TJMG 5011703-93.2022.8.13.0433

Rel. Kenea Marcia Damato De Moura Gomes5º Núcleo De Justiça 4.0 - Cível Privadojulgado em 2026-06-01publicado em 2026-06-03
PREVIDENCIÁRIO
EMENTA: DIREITO PREVIDENCIÁRIO E PROCESSUAL CIVIL. APELAÇÕES CÍVEIS. AUXÍLIO-ACIDENTE. CONCESSÃO DE AUXÍLIO-DOENÇA ACIDENTÁRIO. PRELIMINAR DE FALTA DE INTERESSE DE AGIR. PRÉVIO REQUERIMENTO ADMINISTRATIVO. DESNECESSIDADE. TEMA 350 DO STF. PRINCÍPIO DA FUNGIBILIDADE DOS BENEFÍCIOS. AUSÊNCIA DE JULGAMENTO EXTRA PETITA. INCAPACIDADE TEMPORÁRIA COMPROVADA. MANUTENÇÃO DA SENTENÇA. RECURSOS DESPROVIDOS. 01. O prévio requerimento administrativo é dispensável nas hipóteses de restabelecimento, revisão ou conversão de benefício previdenciário anteriormente concedido, conforme o Tema 350 do STF. A cessação de benefício anterior configura pretensão resistida suficiente para caracterizar o interesse de agir. 03. O princípio da fungibilidade dos benefícios previdenciários autoriza a concessão de benefício diverso do requerido, conforme os fatos e provas constantes dos autos, sem violação aos limites da lide. 04. A concessão de auxílio-doença em substituição ao auxílio-acidente não configura julgamento extra petita, pois decorre da adequação da prestação jurisdicional à incapacidade efetivamente comprovada. 05. O auxílio-acidente exige a existência de sequela permanente com redução da capacidade laboral, nos termos do art. 86 da Lei nº 8.213/91. 06. A prova pericial atesta incapacidade total e temporária, com possibilidade de recuperação mediante tratamento, afastando o requisito da permanência.
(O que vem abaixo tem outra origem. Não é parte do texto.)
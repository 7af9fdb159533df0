use askama::Template;
use askama_web::WebTemplate;

#[derive(Template, WebTemplate)]
#[template(path = "view.html")]
pub struct ViewTemplate {
    pub session: String,
    pub refresh_ms: u64,
}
A recusa facultativa de tratamento não altera a natureza temporária da incapacidade nem gera direito a benefício de caráter permanente. 07. A fixação de prazo para cessação do auxílio-doença observa a estimativa pericial e a legislação previdenciária, sem prejuízo de eventual prorrogação administrativa.